You are viewing a plain text version of this content. The canonical link for it is here.

Posted to user@nutch.apache.org by Somnath Banerjee <so...@gmail.com> on 2007/04/30 17:12:03 UTC

Crawling fixed set of urls (newbie question)

Hi,

    I thought I have a very simple requirement. I just want to crawl a fixed
set of 2.3M urls. Following the tutorial I injected the urls in the crawl
db, generated a fetch list and started fetching. After 5 days I found it has
fetched 3M pages and fetching is still going on. I stopped the process and
now looking at the past posts in this group I just realized that I lost 5
days of crawl.

    Why it fetched more pages than it has in the fetch list. Is it because I
left the value of "db.max.outlinks.per.page" as 100. Also in the crawl
command I didn't specify the "depth" parameter. Can somebody please help me
in understanding the process. In case it is already discussed if possible
please point me to the appropriate post.

    From this mailing list what I gathered that I should generate small set
of fetch lists and merge the fetched contents. Since I my url set is fixed I
don't want nutch to discover new urls. My understanding is  "./bin/nutch
updatedb" will discover new urls and next time I do "./bin/nutch generate"
it will add those discovered urls in the fetch list. Given that I just want
to crawl my fixed list of urls what is the best way to do that.

Thanks in advance,
-Som
PS: I'm using nutch-0.9 in case that is required

Re: Crawling fixed set of urls (newbie question)

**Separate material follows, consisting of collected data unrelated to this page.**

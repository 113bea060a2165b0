//! Partner Balance Report
//!
//! Shows both partners' balance breakdowns side by side with every line item
//! and every total variant.

use serde::Serialize;

use crate::config::settings::Settings;
use crate::error::AgoraResult;
use crate::models::{Money, Partner};
use crate::services::{BalanceBreakdown, BalanceQuery, BalanceService};
use crate::storage::Storage;

/// One partner's section of the report
#[derive(Debug, Clone, Serialize)]
pub struct PartnerBalanceRow {
    pub partner: Partner,
    /// Display name from settings
    pub name: String,
    pub breakdown: BalanceBreakdown,
}

/// Balance report for both partners
#[derive(Debug, Clone, Serialize)]
pub struct PartnerBalanceReport {
    pub query: QuerySummary,
    pub rows: Vec<PartnerBalanceRow>,
    #[serde(skip)]
    currency_symbol: String,
}

/// Serializable description of the options a report was generated with
#[derive(Debug, Clone, Copy, Serialize)]
pub struct QuerySummary {
    pub include_initial_investment: bool,
    pub start: Option<chrono::NaiveDate>,
    pub end: Option<chrono::NaiveDate>,
}

impl From<&BalanceQuery> for QuerySummary {
    fn from(query: &BalanceQuery) -> Self {
        Self {
            include_initial_investment: query.include_initial_investment,
            start: query.range.start,
            end: query.range.end,
        }
    }
}

impl PartnerBalanceReport {
    /// Generate the report for both partners
    pub fn generate(
        storage: &Storage,
        settings: &Settings,
        query: &BalanceQuery,
    ) -> AgoraResult<Self> {
        Self::generate_for(storage, settings, query, &Partner::ALL)
    }

    /// Generate the report for a subset of partners
    pub fn generate_for(
        storage: &Storage,
        settings: &Settings,
        query: &BalanceQuery,
        partners: &[Partner],
    ) -> AgoraResult<Self> {
        let service = BalanceService::new(storage, settings.initial_investments());

        let rows = partners
            .iter()
            .map(|&partner| {
                Ok(PartnerBalanceRow {
                    partner,
                    name: settings.partner_name(partner).to_string(),
                    breakdown: service.compute_balance(partner, query)?,
                })
            })
            .collect::<AgoraResult<Vec<_>>>()?;

        Ok(Self {
            query: query.into(),
            rows,
            currency_symbol: settings.currency_symbol.clone(),
        })
    }

    fn money(&self, amount: Money) -> String {
        amount.format_with_symbol(&self.currency_symbol)
    }

    /// Format the report for terminal display
    pub fn format_terminal(&self) -> String {
        let mut output = String::new();

        output.push_str("Partner Balance Report\n");
        output.push_str(&"=".repeat(50));
        output.push('\n');

        let period = self
            .rows
            .first()
            .map(|r| r.breakdown.range.to_string())
            .unwrap_or_else(|| "all time".to_string());
        output.push_str(&format!("Period: {}\n", period));
        if self.query.include_initial_investment {
            output.push_str("Initial investment included\n");
        }

        for row in &self.rows {
            let b = &row.breakdown;
            output.push('\n');
            output.push_str(&format!("{} (partner {})\n", row.name, row.partner));
            output.push_str(&"-".repeat(50));
            output.push('\n');

            let lines = [
                ("Personal projects received", b.ins.personal_projects),
                ("Company project bonuses", b.ins.bonuses),
                ("Initial investment", b.ins.initial_investment),
            ];
            for (label, amount) in lines {
                output.push_str(&format!("  + {:<32} {:>12}\n", label, self.money(amount)));
            }
            output.push_str(&format!("    {:<32} {:>12}\n", "Total in", self.money(b.ins.total)));

            let lines = [
                ("Fixed expenses (half)", b.outs.fixed_expenses),
                ("Boletins paid", b.outs.expense_reports_paid),
                ("Personal expenses", b.outs.personal_expenses),
            ];
            for (label, amount) in lines {
                output.push_str(&format!("  - {:<32} {:>12}\n", label, self.money(amount)));
            }
            output.push_str(&format!(
                "    {:<32} {:>12}\n",
                "Total out",
                self.money(b.outs.total_strict)
            ));

            let direction = if b.company_owes_partner() {
                "company owes partner"
            } else if b.balance.is_negative() {
                "partner owes company"
            } else {
                "settled"
            };
            output.push_str(&format!(
                "\n  {:<34} {:>12}  ({})\n",
                "BALANCE",
                self.money(b.balance),
                direction
            ));
            output.push_str(&format!(
                "  {:<34} {:>12}\n",
                "With pending boletins",
                self.money(b.balance_with_pending)
            ));
            output.push_str(&format!(
                "  {:<34} {:>12}\n",
                "Excluding personal expenses",
                self.money(b.balance_excluding_personal)
            ));
            output.push_str(&format!(
                "  {:<34} {:>12}\n",
                "Pending boletins",
                self.money(b.outs.expense_reports_pending)
            ));
            output.push_str(&format!(
                "  {:<34} {:>12}\n",
                "Suggested boletim",
                self.money(b.suggested_report_amount)
            ));
        }

        output
    }
}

Posted by Somnath Banerjee <so...@gmail.com>.

I can see it has only one segment (the segment created by ./bin/nutch
generate). Any reason why it is crawling more pages than given in the
fetchlist?

Thanks,
Somnath

On 5/1/07, qi wu <ch...@gmail.com> wrote:
>
> How many segements were generated during your crawl ?
> If you have more than one segements, then some newly parsed outlinks in
> the page might be appended to crawldb.
> To prevent this,you can try  updatedb with option "-noAddtions"  in
> nutch91.
>
> ----- Original Message -----
> From: "Somnath Banerjee" <so...@gmail.com>
> To: <nu...@lucene.apache.org>
> Sent: Monday, April 30, 2007 11:12 PM
> Subject: Crawling fixed set of urls (newbie question)
>
>
> > Hi,
> >
> >    I thought I have a very simple requirement. I just want to crawl a
> fixed
> > set of 2.3M urls. Following the tutorial I injected the urls in the
> crawl
> > db, generated a fetch list and started fetching. After 5 days I found it
> has
> > fetched 3M pages and fetching is still going on. I stopped the process
> and
> > now looking at the past posts in this group I just realized that I lost
> 5
> > days of crawl.
> >
> >    Why it fetched more pages than it has in the fetch list. Is it
> because I
> > left the value of "db.max.outlinks.per.page" as 100. Also in the crawl
> > command I didn't specify the "depth" parameter. Can somebody please help
> me
> > in understanding the process. In case it is already discussed if
> possible
> > please point me to the appropriate post.
> >
> >    From this mailing list what I gathered that I should generate small
> set
> > of fetch lists and merge the fetched contents. Since I my url set is
> fixed I
> > don't want nutch to discover new urls. My understanding is  "./bin/nutch
> > updatedb" will discover new urls and next time I do "./bin/nutch
> generate"
> > it will add those discovered urls in the fetch list. Given that I just
> want
> > to crawl my fixed list of urls what is the best way to do that.
> >
> > Thanks in advance,
> > -Som
> > PS: I'm using nutch-0.9 in case that is required
> >

Re: Crawling fixed set of urls (newbie question)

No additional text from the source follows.